Obit Project Honors Canada’s COVID-19 Victims

Funeral Industry News October 1, 2020
They Were Loved Obituary Project
Diana Ionescu

Diana is a writer and urbanist based in Los Angeles. Her interests include modern grief rituals, innovative disposition methods, and navigating death and mourning in an increasingly secular society.


Obit Project Honors Canada’s COVID-19 Victims

Canadian publication Maclean’s launched a new project that commemorates the more than 9,000 Canadians lost to COVID-19. The obituary project, They Were Loved, aims to honor those who died by capturing “the richness of each life lost” and paying tribute to every individual that dies of COVID-19 with a meaningful obituary.

Into the Foreseeable Future

Maclean’s partnered with Carleton University’s Future of Journalism Initiative and other Canadian journalism schools, whose students will research and write the obituaries. The young journalists will have the opportunity to honor the victims of this historic pandemic and gain experience chronicling a crucial time in Canada’s history.

The obituaries will be published monthly in Maclean’s print edition, with the full list on a page on their website. The public can contact the project to include their loved one. The project also encourages journalism schools and foundations to get involved. Funded by a seed grant from the Giustra Foundation, They Were Loved will last into the foreseeable future as the pandemic continues to simmer across Canada. 

Portraits of Grief

After 9/11, the New York Times produced a similar obituary project commemorating the victims of that attack. The Times beautifully profiled the victims in Portraits of Grief, including personal details and poignant anecdotes that attempted to depict the full humanity of the tragedy.
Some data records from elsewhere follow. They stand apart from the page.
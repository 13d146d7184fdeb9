//! Geometry engine
//!
//! Maps pixel-space tiles onto geographic bounding boxes. The mapping is a
//! plain linear (equirectangular) interpolation of the parent box over the
//! parent raster; no projection correction is applied.

mod types;

pub use types::{
    BoundingBox, GeoError, RasterDimensions, TileBounds, DEGREES_PER_TURN, MAX_LAT, MAX_LON,
    MIN_LAT, MIN_LON,
};

/// Derives the bounding box of one tile placed at a cursor position.
///
/// The tile's extent in degrees is its share of the parent raster in each
/// axis multiplied by the parent's span in that axis:
///
/// * `ns_delta = (tile.height / parent.height) * (north - south)`
/// * `ew_delta = (tile.width / parent.width) * ((east - west) mod 360)`
///
/// The tile's north-west corner sits at `(cursor_north, cursor_west)`.
/// Edge tiles that are smaller than the nominal tile size get a
/// proportionally smaller box.
///
/// No rounding is applied, so summing deltas along a row can drift by a few
/// ULPs; the layout planner bounds this by restarting each row from the
/// parent's west edge.
///
/// # Arguments
///
/// * `parent` - Bounding box of the whole raster
/// * `parent_dims` - Pixel size of the whole raster
/// * `tile_dims` - Pixel size of this tile
/// * `cursor_north` - North edge for this tile
/// * `cursor_west` - West edge for this tile
#[inline]
pub fn derive_tile_bounds(
    parent: &BoundingBox,
    parent_dims: RasterDimensions,
    tile_dims: RasterDimensions,
    cursor_north: f64,
    cursor_west: f64,
) -> TileBounds {
    let ns_delta = (tile_dims.height as f64 / parent_dims.height as f64) * parent.latitude_span();
    let ew_delta = (tile_dims.width as f64 / parent_dims.width as f64) * parent.longitude_span();

    let south = cursor_north - ns_delta;
    let east = cursor_west + ew_delta;

    TileBounds {
        bounds: BoundingBox::from_edges(cursor_north, south, east, cursor_west),
        next_east: east,
        next_south: south,
    }
}
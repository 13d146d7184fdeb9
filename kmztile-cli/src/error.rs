//! CLI error handling with user-friendly messages.
//!
//! Centralizes error reporting for the CLI: consistent formatting and exit
//! codes (2 for usage errors, 1 for everything else).

use std::fmt;
use std::process;

use kmztile::config::ConfigFileError;
use kmztile::packaging::PackageError;
use kmztile::raster::RasterError;
use kmztile::source::{SourceError, FILENAME_FORMAT_HELP};

/// Exit code for command-line usage errors.
pub const EXIT_USAGE: i32 = 2;

/// CLI-specific errors with user-friendly messages.
#[derive(Debug)]
pub enum CliError {
    /// No input image was given
    MissingImage,
    /// Input file name does not carry a bounding box
    InvalidFileName(SourceError),
    /// Failed to initialize logging
    LoggingInit(String),
    /// Configuration file error
    Config(ConfigFileError),
    /// Packaging run failed
    Package(PackageError),
}

impl CliError {
    /// Process exit code for this error.
    pub fn exit_code(&self) -> i32 {
        match self {
            CliError::MissingImage | CliError::InvalidFileName(_) => EXIT_USAGE,
            _ => 1,
        }
    }

    /// Exit the process with an appropriate error message and code.
    pub fn exit(&self) -> ! {
        eprintln!("Error: {}", self);

        match self {
            CliError::InvalidFileName(_) => {
                eprintln!();
                eprintln!("The image file name must be:");
                eprintln!("  {}", FILENAME_FORMAT_HELP);
            }
            CliError::Package(PackageError::Raster(RasterError::ToolNotFound { .. })) => {
                eprintln!();
                eprintln!("The magick backend needs ImageMagick or GraphicsMagick:");
                eprintln!("  1. Install it: sudo apt install imagemagick (Linux)");
                eprintln!("  2. Or set convert/identify in ~/.kmztile/config.ini");
                eprintln!("  3. Or use the built-in backend: --backend native");
            }
            _ => {}
        }

        process::exit(self.exit_code())
    }
}

impl fmt::Display for CliError {
    fn fmt(&self, f: &mut fmt::Formatter<'_>) -> fmt::Result {
        match self {
            CliError::MissingImage => write!(f, "--image is required"),
            CliError::InvalidFileName(e) => write!(f, "{}", e),
            CliError::LoggingInit(msg) => write!(f, "Failed to initialize logging: {}", msg),
            CliError::Config(e) => write!(f, "Configuration error: {}", e),
            CliError::Package(e) => write!(f, "{}", e),
        }
    }
}

impl std::error::Error for CliError {
    fn source(&self) -> Option<&(dyn std::error::Error + 'static)> {
        match self {
            CliError::InvalidFileName(e) => Some(e),
            CliError::Config(e) => Some(e),
            CliError::Package(e) => Some(e),
            _ => None,
        }
    }
}

impl From<ConfigFileError> for CliError {
    fn from(e: ConfigFileError) -> Self {
        CliError::Config(e)
    }
}

impl From<PackageError> for CliError {
    fn from(e: PackageError) -> Self {
        match e {
            PackageError::Source(source) => CliError::InvalidFileName(source),
            other => CliError::Package(other),
        }
    }
}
The students working on They Were Loved are reaching out to family, friends, and associates of Canada’s COVID-19 victims to get an intimate snapshot of each person’s life and personality. Some relatives and friends are eager to talk about their loved ones, while others struggle with the painful memories.

For the students, the importance of the project feels both daunting and exciting. How do you glean a lifetime’s worth of passions and endeavors from interviews and capture the vibrancy and diversity of an entire life in a 300-word obituary? How do you do justice to the lives lived, some simply, some extravagantly, all deserving of individual attention?

The First Memorials

The project launched in August. Among the first group of people memorialized by They Were Loved are:

  • Sandra Cairns, a nurse who pioneered a needle exchange program and felt just as comfortable chatting it up with Freddie Mercury as serving the people of East Vancouver.
  • Wayne Thunderchild, a 61-year-old living in Washington state who loved nothing more than finding the perfect gifts for his family and encouraging his children and grandchildren’s athletic pursuits.
  • John Tsai, a personable club owner and manager who had a talent for making people feel seen and a passion for Lacoste polos.

They Were Loved seeks to do justice to each person’s life and legacy and tell the human stories behind the COVID-19 numbers. The budding journalists try to capture the small, intimate details and meaningful stories that epitomize every individual life. “Most people think of an obit as about death,” says Archie McLean, a professor at Alberta’s Mount Royal University and participant in the project. “What I love about obits is that they’re really about life.”